Through 200 conversations, her team created Climate Sentiment in Australia 2025, a national study that shows where people hesitate, what they still believe in, and how communicators can meet them where they are.
Climate Sentiment in Australia 2025 Report.
The challenge
Post-climate research captures what people think they should say, not what they actually believe. Jenny wanted to move beyond surveys and the "right" answers and see how Australians talk about climate when no one is watching. She used Juno to discover true attitudes and barriers that could shape smarter communication.
Here's how they structured the study using Juno:
- Ask about values, daily behaviors, and trade-offs.
- Let conversations surface contradictions, not just consensus.
- Publish a credible, public-facing report with findings and next steps.
Jenny Maginess, Founder, G+S Communications
The solution
G+S set out to run a qualitative study with 200 Australians from different backgrounds and regions. Juno ran asynchronous interviews. People weren't held to a script or pushed for politically correct answers.
It asked for examples, clarified contradictions, and helped people explain why they acted the way they did. A common thread emerged: participants shared things in private they would never say in a public forum.
The open-ended format gave people more freedom to be candid.
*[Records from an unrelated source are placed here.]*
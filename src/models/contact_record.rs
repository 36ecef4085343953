//! Raw contact record as delivered by a single source.

use crate::domain::{ContactType, SourceName};
use serde::{Deserialize, Serialize};
use std::collections::BTreeMap;

/// One source's view of a single person.
///
/// Every field except the source and type may be absent; an empty string is
/// treated the same as an absent value everywhere in the pipeline.
#[derive(Debug, Clone, Serialize, Deserialize, PartialEq, Eq)]
#[serde(rename_all = "camelCase")]
pub struct ContactRecord {
    /// Name of the source this record was read from
    pub source_name: SourceName,

    #[serde(default, skip_serializing_if = "Option::is_none")]
    pub first_name: Option<String>,

    #[serde(default, skip_serializing_if = "Option::is_none")]
    pub surname: Option<String>,

    /// Phone number as normalized by the source (e.g. "+79991234567")
    #[serde(default, skip_serializing_if = "Option::is_none")]
    pub normalized_number: Option<String>,

    #[serde(default, skip_serializing_if = "Option::is_none")]
    pub email: Option<String>,

    /// Reachability classification of this record
    #[serde(rename = "type")]
    pub contact_type: ContactType,

    /// Photo URI
    #[serde(default, skip_serializing_if = "Option::is_none")]
    pub photo: Option<String>,

    /// Source specific fields carried through untouched
    #[serde(default, skip_serializing_if = "BTreeMap::is_empty")]
    pub raw_fields: BTreeMap<String, String>,
}

impl ContactRecord {
    /// Create a record with only the source and type set.
    pub fn new(source_name: SourceName, contact_type: ContactType) -> Self {
        Self {
            source_name,
            first_name: None,
            surname: None,
            normalized_number: None,
            email: None,
            contact_type,
            photo: None,
            raw_fields: BTreeMap::new(),
        }
    }

    pub fn with_first_name(mut self, first_name: impl Into<String>) -> Self {
        self.first_name = Some(first_name.into());
        self
    }

    pub fn with_surname(mut self, surname: impl Into<String>) -> Self {
        self.surname = Some(surname.into());
        self
    }

    pub fn with_number(mut self, number: impl Into<String>) -> Self {
        self.normalized_number = Some(number.into());
        self
    }

    pub fn with_email(mut self, email: impl Into<String>) -> Self {
        self.email = Some(email.into());
        self
    }

    pub fn with_photo(mut self, photo: impl Into<String>) -> Self {
        self.photo = Some(photo.into());
        self
    }
}

#[cfg(test)]
mod tests {
    use super::*;

    #[test]
    fn test_deserialize_with_missing_fields() {
        let json = r#"{"sourceName":"sim","firstName":"Ann","type":"PHONE"}"#;
        let record: ContactRecord = serde_json::from_str(json).unwrap();

        assert_eq!(record.source_name.as_str(), "sim");
        assert_eq!(record.first_name.as_deref(), Some("Ann"));
        assert!(record.surname.is_none());
        assert_eq!(record.contact_type, ContactType::Phone);
        assert!(record.raw_fields.is_empty());
    }

    #[test]
    fn test_deserialize_rejects_unknown_type() {
        let json = r#"{"sourceName":"sim","type":"PAGER"}"#;
        let result: Result<ContactRecord, _> = serde_json::from_str(json);
        assert!(result.is_err());
    }

    #[test]
    fn test_builder() {
        let record = ContactRecord::new(SourceName::new("device").unwrap(), ContactType::Email)
            .with_first_name("Bob")
            .with_email("bob@example.com");
        assert_eq!(record.email.as_deref(), Some("bob@example.com"));
        assert!(record.normalized_number.is_none());
    }
}
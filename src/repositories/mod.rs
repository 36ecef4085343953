mod json_store;
mod traits;

pub use json_store::{ContactDocument, JsonContactStore};
pub use traits::{ContactRepository, ContactSourceRepository};
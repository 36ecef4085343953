//! Contact source model.

use crate::domain::SourceName;
use serde::{Deserialize, Serialize};

/// An origin of raw contact data, e.g. device storage, SIM or an account.
#[derive(Debug, Clone, Serialize, Deserialize, PartialEq, Eq)]
#[serde(rename_all = "camelCase")]
pub struct ContactSource {
    /// Unique identifier of the source
    pub name: SourceName,

    /// Human readable label shown next to the source
    #[serde(default, skip_serializing_if = "Option::is_none")]
    pub display_name: Option<String>,

    /// Account or storage kind (e.g. "sim", "device", "com.telegram")
    #[serde(default, skip_serializing_if = "Option::is_none")]
    pub kind: Option<String>,
}

impl ContactSource {
    /// Create a source with only its name set.
    pub fn new(name: SourceName) -> Self {
        Self {
            name,
            display_name: None,
            kind: None,
        }
    }

    /// Label for display, falling back to the source name.
    pub fn label(&self) -> &str {
        self.display_name
            .as_deref()
            .filter(|label| !label.is_empty())
            .unwrap_or_else(|| self.name.as_str())
    }
}
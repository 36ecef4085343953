//! Domain validation errors.

use std::fmt;

/// Errors that can occur during domain value object validation.
#[derive(Debug, Clone, PartialEq, Eq)]
pub enum ValidationError {
    /// The provided source name is empty.
    EmptySourceName,

    /// The provided contact type name is not recognised.
    UnknownContactType(String),
}

impl fmt::Display for ValidationError {
    fn fmt(&self, f: &mut fmt::Formatter<'_>) -> fmt::Result {
        match self {
            Self::EmptySourceName => write!(f, "Source name cannot be empty"),
            Self::UnknownContactType(name) => write!(f, "Unknown contact type: {}", name),
        }
    }
}

impl std::error::Error for ValidationError {}
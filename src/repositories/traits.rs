use crate::domain::SourceName;
use crate::error::RepositoryResult;
use crate::models::{ContactRecord, ContactSource};
use async_trait::async_trait;

/// Repository for contact sources.
///
/// The order of the returned sources is the source priority used when
/// resolving merged contact fields.
#[async_trait]
pub trait ContactSourceRepository: Send + Sync {
    /// Retrieve every known contact source.
    async fn get_all_contact_sources(&self) -> RepositoryResult<Vec<ContactSource>>;
}

/// Repository for raw contact records.
///
/// Provides abstraction over record storage and retrieval,
/// enabling different implementations (file store, mock, platform provider).
#[async_trait]
pub trait ContactRepository: Send + Sync {
    /// Retrieve all records belonging to the named sources.
    async fn get_contacts(&self, source_names: &[SourceName]) -> RepositoryResult<Vec<ContactRecord>>;
}
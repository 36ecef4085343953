//! Commands accepted on stdin, one JSON object per line.

use crate::domain::ContactType;
use crate::error::{ServiceError, ServiceResult};
use serde::{Deserialize, Serialize};
use std::collections::BTreeSet;

/// A single front-end request.
#[derive(Debug, Clone, PartialEq, Eq, Deserialize)]
#[serde(tag = "command", rename_all = "snake_case")]
pub enum Command {
    UpdateQuery {
        #[serde(default)]
        text: String,
    },

    /// Type names are matched case-insensitively
    UpdateFilterTypes {
        #[serde(default)]
        types: Vec<String>,
    },

    UpdateSortPolicy { policy: String },

    /// Print the latest published snapshot
    Snapshot,
}

impl Command {
    /// Parse one input line.
    pub fn parse(line: &str) -> ServiceResult<Self> {
        serde_json::from_str(line)
            .map_err(|e| ServiceError::InvalidRequest(format!("Malformed command: {}", e)))
    }
}

/// Parse the type names of an `update_filter_types` command.
pub fn parse_types(names: &[String]) -> ServiceResult<BTreeSet<ContactType>> {
    names
        .iter()
        .map(|name| {
            name.parse::<ContactType>()
                .map_err(|e| ServiceError::InvalidRequest(e.to_string()))
        })
        .collect()
}

/// Error line written to stdout.
#[derive(Debug, Clone, Serialize)]
pub struct ErrorLine {
    pub error: String,
}

impl ErrorLine {
    pub fn new(error: impl ToString) -> Self {
        Self {
            error: error.to_string(),
        }
    }
}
They answered in their own words, in their own time, with no restrictions.
What this made possible:
- 1. Scale: hundreds of detailed interviews completed and analysed in weeks.
- 2. Depth: Juno explored every response for decisions or meaning to uncover richer answers.
- 3. Transparency: Juno themes connected directly to quotes, giving the findings context and credibility.
The insights
The study revealed a detailed picture of how Australians think and behave around climate action. People care deeply but feel stuck between genuine intention and friction.
- Care exists, but limits apply. Australians want to act but face pressure from rising costs and daily demands.
- "Trustworthy" and "authentic" are no longer persuasive. People want proof, not positioning.
- Consistent behavior happens at home, particularly recycling, while broader action stalls.
- Climate divide is growing. Many believe individual efforts make little difference compared to government and industry action.
- People want more clarity. They are more likely to act when they understand the outcomes and the pathway.
- The desire to do more is there, but people lack clear, simple ways to act.
G+S used these findings to guide where communication needs to change. Climate action must start with people where they are — with cost, trust, and habit — and meet them with transparency and practical steps.
Climate Sentiment in Australia 2025 insights.
The impact
The Climate Sentiment in Australia 2025 study gave policymakers, brands, and communicators a grounded view of how Australians think about climate action. The study was rigorous enough to publish and credible enough to inform strategy. It gave them volume, depth, and clear evidence.
G+S used Juno to run 200 conversations and the structure to turn them into a clear national story.
The result is a new model for public insight that speaks plainly about cost, trust, and behavior, and shows how climate research can drive real change.